Em tempos como os que vamos vivendo, marcados pela reemergência de posicionamentos de desvalorização da diversidade humana (quando não explicitamente atacantes desta diversidade), mais não seria preciso dizer para justificar um elogio maior a trabalhos de investigação como este.

Mostrando, afinal, que nada há de essencial no que se tem tentado estabelecer como o essencialismo do género, Sara Magalhães nunca esquece os modos de construção das subjetividades, nem como esta construção (ainda) se faz por intermédio de julgamentos negativos, de exclusões e de marcas discriminatórias sobre quem escapa ao que é estabelecido como norma. Uma norma, assim mostra exemplarmente este trabalho, que continua a pautar-se pela imposição desumanizada e desumanizante da heteronormatividade, da heterossexualidade compulsória, da maternidade, da monogamia, da obrigatoriedade da relação romântica para a (re) validação de si.

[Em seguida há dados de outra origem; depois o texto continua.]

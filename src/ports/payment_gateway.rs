//! Payment gateway port for the external payment processor.
//!
//! Defines the contract for creating payment intents at a redirect-based
//! processor. Implementations own credentials, idempotency tokens, and wire
//! formats; callers see only validated domain input and a confirmation URL.

use async_trait::async_trait;

use crate::domain::payment::PaymentRequest;

/// Port for the payment processor integration.
///
/// One invocation issues exactly one creation call; the implementation
/// attaches a fresh idempotency token per call and never retries.
#[async_trait]
pub trait PaymentGateway: Send + Sync {
    /// Create a payment intent and return its confirmation artifact.
    async fn create_payment(&self, request: &PaymentRequest)
        -> Result<PaymentIntent, GatewayError>;
}

/// Payment intent as reported back by the processor.
///
/// The processor remains the sole owner of this entity; nothing here is
/// cached or persisted locally.
#[derive(Debug, Clone, PartialEq, Eq)]
pub struct PaymentIntent {
    /// Processor-assigned payment id.
    pub id: String,

    /// Processor-reported lifecycle status at creation time.
    pub status: String,

    /// Redirect URL the buyer completes payment at.
    pub confirmation_url: String,
}

/// Errors from payment gateway operations.
#[derive(Debug, Clone, PartialEq, Eq)]
pub struct GatewayError {
    /// Error code for categorization.
    pub code: GatewayErrorCode,

    /// Human-readable message, safe to show to the caller.
    pub message: String,
}

impl GatewayError {
    pub fn new(code: GatewayErrorCode, message: impl Into<String>) -> Self {
        Self {
            code,
            message: message.into(),
        }
    }

    /// Processor credentials are absent; a deployment error.
    pub fn configuration(message: impl Into<String>) -> Self {
        Self::new(GatewayErrorCode::Configuration, message)
    }

    /// Transport-level failure reaching the processor.
    pub fn network(message: impl Into<String>) -> Self {
        Self::new(GatewayErrorCode::Network, message)
    }

    /// The processor rejected the creation call.
    pub fn provider(message: impl Into<String>) -> Self {
        Self::new(GatewayErrorCode::Provider, message)
    }

    /// A success response missing required fields.
    pub fn malformed_response(message: impl Into<String>) -> Self {
        Self::new(GatewayErrorCode::MalformedResponse, message)
    }

    pub fn is_configuration(&self) -> bool {
        self.code == GatewayErrorCode::Configuration
    }
}

impl std::fmt::Display for GatewayError {
    fn fmt(&self, f: &mut std::fmt::Formatter<'_>) -> std::fmt::Result {
        write!(f, "{}: {}", self.code, self.message)
    }
}

impl std::error::Error for GatewayError {}

/// Gateway error codes.
#[derive(Debug, Clone, Copy, PartialEq, Eq)]
pub enum GatewayErrorCode {
    /// Processor credentials not configured.
    Configuration,

    /// Network connectivity issue.
    Network,

    /// Processor API error.
    Provider,

    /// Response from the processor could not be used.
    MalformedResponse,
}

impl std::fmt::Display for GatewayErrorCode {
    fn fmt(&self, f: &mut std::fmt::Formatter<'_>) -> std::fmt::Result {
        let s = match self {
            GatewayErrorCode::Configuration => "configuration",
            GatewayErrorCode::Network => "network_error",
            GatewayErrorCode::Provider => "provider_error",
            GatewayErrorCode::MalformedResponse => "malformed_response",
        };
        write!(f, "{}", s)
    }
}

#[cfg(test)]
mod tests {
    use super::*;

    // Trait object safety test
    #[test]
    fn payment_gateway_is_object_safe() {
        fn _accepts_dyn(_gateway: &dyn PaymentGateway) {}
    }

    #[test]
    fn configuration_probe() {
        assert!(GatewayError::configuration("no credentials").is_configuration());
        assert!(!GatewayError::network("timeout").is_configuration());
    }

    #[test]
    fn gateway_error_display() {
        let err = GatewayError::provider("Invalid amount");
        assert!(err.to_string().contains("provider_error"));
        assert!(err.to_string().contains("Invalid amount"));
    }
}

Encerremos, pois, com palavras que abrem este livro e que dizem, em si mesmas, o que é preciso dizer: que é imperioso »refletir sobre as representações [mediáticas e outras] das raparigas […], porque a forma como constituem a adolescência no feminino constrói certas posições de sujeito como insuportáveis, incompreensíveis ou mesmo incompatíveis com o que consideram ser a rapariga «normal»» (p. 3).